Since the battle of Leipzig, one idea had been in everybody's mind, namely, that what had not happened in 1792 or in 1793 was now about to take place—there would be an invasion of France.
Those who did not live through that period can have no idea to what a pitch of execration the name of Napoleon had reached in the hearts of the mothers of France.
During 1813 and 1814 the old enthusiasm died down; for it was not for the sake of France, our common mother, nor for Liberty, the goddess of us all, that the mothers were sacrificing their children: it was to the ambition, the selfishness, the pride of one man.
Thanks to the successive levies, made in 1811 to 1814, thanks to the million of men squandered in the valleys and on the mountains of Spain, in the snows and in the rivers of Russia, in the swamps of Saxony and on the sands of Poland, the generation of men between twenty and twenty-two years of age had disappeared.
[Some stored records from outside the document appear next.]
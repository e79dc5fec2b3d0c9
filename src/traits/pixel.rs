/*
 * SPDX-FileCopyrightText: 2023 Inria
 * SPDX-FileCopyrightText: 2023 Sebastiano Vigna
 *
 * SPDX-License-Identifier: Apache-2.0 OR LGPL-2.1-or-later
 */

use core::fmt::Debug;
use num_traits::{One, Zero};

/// The value of a pixel of a dense image.
///
/// A sparse bitmap has boolean pixels; when it is combined with a dense image
/// of another pixel type, `false` is read as zero and `true` as one.
pub trait Pixel: Copy + PartialEq + Debug + 'static {
    /// Map a boolean pixel to this type.
    fn from_bool(value: bool) -> Self;

    /// Whether this pixel counts as set, that is, it is not zero.
    fn is_set(self) -> bool;
}

impl Pixel for bool {
    #[inline(always)]
    fn from_bool(value: bool) -> Self {
        value
    }

    #[inline(always)]
    fn is_set(self) -> bool {
        self
    }
}

macro_rules! impl_pixel {
    ($($ty:ty),*) => {$(
        impl Pixel for $ty {
            #[inline(always)]
            fn from_bool(value: bool) -> Self {
                if value { <$ty as One>::one() } else { <$ty as Zero>::zero() }
            }

            #[inline(always)]
            fn is_set(self) -> bool {
                !<$ty as Zero>::is_zero(&self)
            }
        }
    )*};
}

impl_pixel!(u8, u16, u32, u64, usize, i8, i16, i32, i64, isize, f32, f64);
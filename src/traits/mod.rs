/*
 * SPDX-FileCopyrightText: 2023 Tommaso Fontana
 * SPDX-FileCopyrightText: 2023 Inria
 *
 * SPDX-License-Identifier: Apache-2.0 OR LGPL-2.1-or-later
 */

/*!

Traits

*/

mod pixel;
pub use pixel::*;

mod word;
pub use word::*;
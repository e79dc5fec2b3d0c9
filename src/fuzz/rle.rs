/*
 * SPDX-FileCopyrightText: 2023 Inria
 * SPDX-FileCopyrightText: 2023 Sebastiano Vigna
 *
 * SPDX-License-Identifier: Apache-2.0 OR LGPL-2.1-or-later
 */

use super::{image, Shape};
use crate::prelude::*;
use arbitrary::Arbitrary;

#[derive(Arbitrary, Debug, Clone)]
pub enum FuzzCase {
    /// An image built by repeating a pattern.
    Image(Shape, Vec<bool>),
    /// Arbitrary bytes used as a run stream.
    Runs(Shape, Vec<u8>),
}

pub fn harness(data: FuzzCase) {
    match data {
        FuzzCase::Image(shape, pattern) => image_round_trip(shape, &pattern),
        FuzzCase::Runs(shape, bytes) => raw_runs(shape, &bytes),
    }
}

fn image_round_trip(shape: Shape, pattern: &[bool]) {
    let image = image(shape, pattern, false);
    let bits = image.iter().copied().collect::<Vec<_>>();
    log::debug!("{:?}: {} set pixels", shape.dim(), bits.iter().filter(|&&b| b).count());

    let len = len_rle(bits.iter().copied());
    let mut runs = vec![0_u8; len];
    assert_eq!(rle_encode(bits.iter().copied(), &mut runs), Ok(len));
    if len > 0 {
        assert!(rle_encode(bits.iter().copied(), &mut runs[..len - 1]).is_err());
    }

    let mut decoded = vec![false; bits.len()];
    assert_eq!(rle_decode(&runs, &mut decoded), Ok(bits.len()));
    assert_eq!(decoded, bits);

    let bitmap = SparseBitmap::from_runs(shape.dim().1, shape.dim().0, &runs[..])
        .expect("encoded streams are valid");
    assert_eq!(bitmap, SparseBitmap::from_dense(image.view()).expect("nonempty").view());
    let expected = bits
        .iter()
        .enumerate()
        .filter_map(|(i, &b)| b.then_some(i))
        .collect::<Vec<_>>();
    assert_eq!(bitmap.indices().collect::<Vec<_>>(), expected);
    assert_eq!(bitmap.popcount(), expected.len());
    assert_eq!(bitmap.to_dense::<bool>(), image);

    let stats = RunStats::of(&bitmap);
    assert_eq!(stats.pixels as usize, bits.len());
    assert_eq!(stats.bytes as usize, len);
}

fn raw_runs(shape: Shape, bytes: &[u8]) {
    let (rows, cols) = shape.dim();
    let Ok(bitmap) = SparseBitmap::from_runs(cols, rows, bytes) else {
        return;
    };
    let indices = bitmap.indices().collect::<Vec<_>>();
    assert!(indices.windows(2).all(|w| w[0] < w[1]));
    assert!(indices.iter().all(|&i| i < bitmap.len()));
    assert_eq!(indices.len(), bitmap.popcount());

    // Decoding pads, so it can only add set pixels after the stream ends
    let mut decoded = vec![false; bitmap.len()];
    assert_eq!(rle_decode(bytes, &mut decoded), Ok(bitmap.len()));
    for &i in &indices {
        assert!(decoded[i]);
    }
}
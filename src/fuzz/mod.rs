/*
 * SPDX-FileCopyrightText: 2023 Inria
 * SPDX-FileCopyrightText: 2023 Sebastiano Vigna
 *
 * SPDX-License-Identifier: Apache-2.0 OR LGPL-2.1-or-later
 */

//! Harnesses for the `cargo-fuzz` targets in the `fuzz` directory.
//!
//! Each submodule exposes a `FuzzCase` that can be generated with
//! [`arbitrary`] and a `harness` function checking it.

use arbitrary::Arbitrary;

pub mod eval;
pub mod rle;

/// The shape of a fuzzed image, always nonempty and not too large.
#[derive(Arbitrary, Debug, Clone, Copy)]
pub struct Shape {
    rows: u8,
    cols: u8,
}

impl Shape {
    pub fn dim(&self) -> (usize, usize) {
        (1 + self.rows as usize % 64, 1 + self.cols as usize % 64)
    }
}

/// Build an image of the given shape cycling over `pixels`.
pub(crate) fn image<T: Copy>(shape: Shape, pixels: &[T], default: T) -> ndarray::Array2<T> {
    let (rows, cols) = shape.dim();
    ndarray::Array2::from_shape_fn((rows, cols), |(r, c)| {
        if pixels.is_empty() {
            default
        } else {
            pixels[(r * cols + c) % pixels.len()]
        }
    })
}
#![no_main]

use libfuzzer_sys::fuzz_target;
use rle_bitmap::fuzz::rle::*;

fuzz_target!(|data: FuzzCase| harness(data));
The very wealthiest people had fruitlessly purchased one, two, or even three substitutes, for which they had paid as much as 10,000, 12,000, or 15,000 francs. But Napoleon had invented his Guard of Honour, a relentless and fatal organisation for recruiting his army, which allowed of no substitutes, so that the wealthiest and therefore the most privileged classes were compelled to go to war with the rest.
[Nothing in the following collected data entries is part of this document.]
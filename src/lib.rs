/*
 * SPDX-FileCopyrightText: 2023 Tommaso Fontana
 * SPDX-FileCopyrightText: 2023 Inria
 * SPDX-FileCopyrightText: 2023 Sebastiano Vigna
 *
 * SPDX-License-Identifier: Apache-2.0 OR LGPL-2.1-or-later
 */

#![doc = include_str!("../README.md")]

pub mod codes;
pub mod error;
pub mod imgproc;
pub mod impls;
pub mod ops;
pub mod traits;
pub mod utils;

pub use error::{Error, Result};

#[cfg(feature = "fuzz")]
pub mod fuzz;

/// Prelude module to import everything from this crate
pub mod prelude {
    pub use crate::codes::*;
    pub use crate::error::{Error, Result};
    pub use crate::imgproc::*;
    pub use crate::impls::*;
    pub use crate::ops::*;
    pub use crate::traits::*;
    pub use crate::utils::*;
}
/*
 * SPDX-FileCopyrightText: 2023 Inria
 * SPDX-FileCopyrightText: 2023 Sebastiano Vigna
 *
 * SPDX-License-Identifier: Apache-2.0 OR LGPL-2.1-or-later
 */

/*!

Pixel-wise binary operations with sparse operands.

A [`BinaryOp`] pairs two [operands](Operand), each of which can be a
scalar, a dense image (an [`ndarray`] view), or a [`SparseBitmap`](crate::impls::SparseBitmap),
with a [`BinaryFunctor`]. The operation is evaluated lazily, and the
[strategy](Strategy) depends on which operands are sparse:

| Left-hand side | Right-hand side | Strategy                    | Cost               |
|----------------|-----------------|-----------------------------|--------------------|
| dense/scalar   | dense/scalar    | [`Strategy::Dense`]         | pixels             |
| sparse         | dense/scalar    | [`Strategy::SparseDense`]   | pixels + set lhs   |
| dense/scalar   | sparse          | [`Strategy::DenseSparse`]   | pixels + set rhs   |
| sparse         | sparse          | [`Strategy::SparseSparse`]  | pixels + runs      |

In all cases the result is the same as that of evaluating the operation on
the dense versions of the operands.

Functors for logical ([`And`], [`Or`]) and arithmetic ([`Add`], [`Sub`],
[`Mul`], [`Div`]) operations are provided; closures can be used through
[`FnOp`]. The module also contains [unary functors](UnaryFunctor)
([`Negation`], [`Increment`], [`Decrement`]) and [`Iterated`], which folds a
binary functor over a sequence ([`Summation`], [`Product`]).

*/

mod functors;
pub use functors::*;

mod binary_op;
pub use binary_op::*;
/*
 * SPDX-FileCopyrightText: 2023 Inria
 * SPDX-FileCopyrightText: 2023 Sebastiano Vigna
 *
 * SPDX-License-Identifier: Apache-2.0 OR LGPL-2.1-or-later
 */

use core::iter::FusedIterator;

/// A wrapper over an iterator on pixel coordinates that logs at trace level
/// all the pixels returned.
///
/// Usually the wrapped iterator is a [`Pixels`](crate::impls::Pixels); the
/// log target is the one of this module.
#[derive(Debug, Clone)]
pub struct DbgPixels<I> {
    pixels: I,
    count: usize,
}

impl<I> DbgPixels<I> {
    pub fn new(pixels: I) -> Self {
        Self { pixels, count: 0 }
    }

    /// The number of pixels returned so far.
    pub fn returned(&self) -> usize {
        self.count
    }

    pub fn into_inner(self) -> I {
        self.pixels
    }
}

impl<I: Iterator<Item = (usize, usize)>> Iterator for DbgPixels<I> {
    type Item = (usize, usize);

    fn next(&mut self) -> Option<(usize, usize)> {
        match self.pixels.next() {
            Some((row, col)) => {
                log::trace!("pixel {}: ({}, {})", self.count, row, col);
                self.count += 1;
                Some((row, col))
            }
            None => {
                log::trace!("end after {} pixels", self.count);
                None
            }
        }
    }

    fn size_hint(&self) -> (usize, Option<usize>) {
        self.pixels.size_hint()
    }
}

impl<I: FusedIterator<Item = (usize, usize)>> FusedIterator for DbgPixels<I> {}
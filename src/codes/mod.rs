/*
 * SPDX-FileCopyrightText: 2023 Tommaso Fontana
 * SPDX-FileCopyrightText: 2023 Inria
 * SPDX-FileCopyrightText: 2023 Sebastiano Vigna
 *
 * SPDX-License-Identifier: Apache-2.0 OR LGPL-2.1-or-later
 */

/*!

Byte-aligned codes for integers and binary images.

The codes in this module define the in-memory layout of a
[sparse bitmap](crate::impls::SparseBitmap):

- [`varint`] writes a natural number as a sequence of bytes with seven bits
  of payload and a continuation bit each;
- [`rle`] writes a sequence of booleans as the varint lengths of its runs,
  starting from a run of `false`.

All functions read from and write to caller-owned slices and never grow
them; a destination that is too small is reported as an
[error](crate::Error::BufferTooSmall). The `len_*` functions return the
exact number of bytes a code needs, so that destinations can be sized in
advance.

*/

pub mod varint;
pub use varint::{decode_varint, encode_varint, len_varint};

pub mod rle;
pub use rle::{len_rle, rle_decode, rle_encode, Runs};
/*
 * SPDX-FileCopyrightText: 2023 Sebastiano Vigna
 *
 * SPDX-License-Identifier: Apache-2.0 OR LGPL-2.1-or-later
 */

/*!

Debug helpers and statistics.

[`DbgPixels`] logs, at trace level, all pixels returned by an iterator over
the set pixels of a [`SparseBitmap`](crate::impls::SparseBitmap).

[`RunStats`] keeps track of the number and length of the runs of a stream,
and of the space they occupy.

*/

mod dbg;
pub use dbg::*;

pub mod stats;
pub use stats::RunStats;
Conscription began at sixteen, and men remained liable to service to the age of forty.
Mothers counted up the ages of their boys with alarm, and most gladly would they have wrestled with time to stop the days which were flying by all too quickly for them.
More than once my mother pressed me to her breast suddenly, with a suppressed sigh, and tears came into her eyes.
"What is the matter, mother?" I would ask.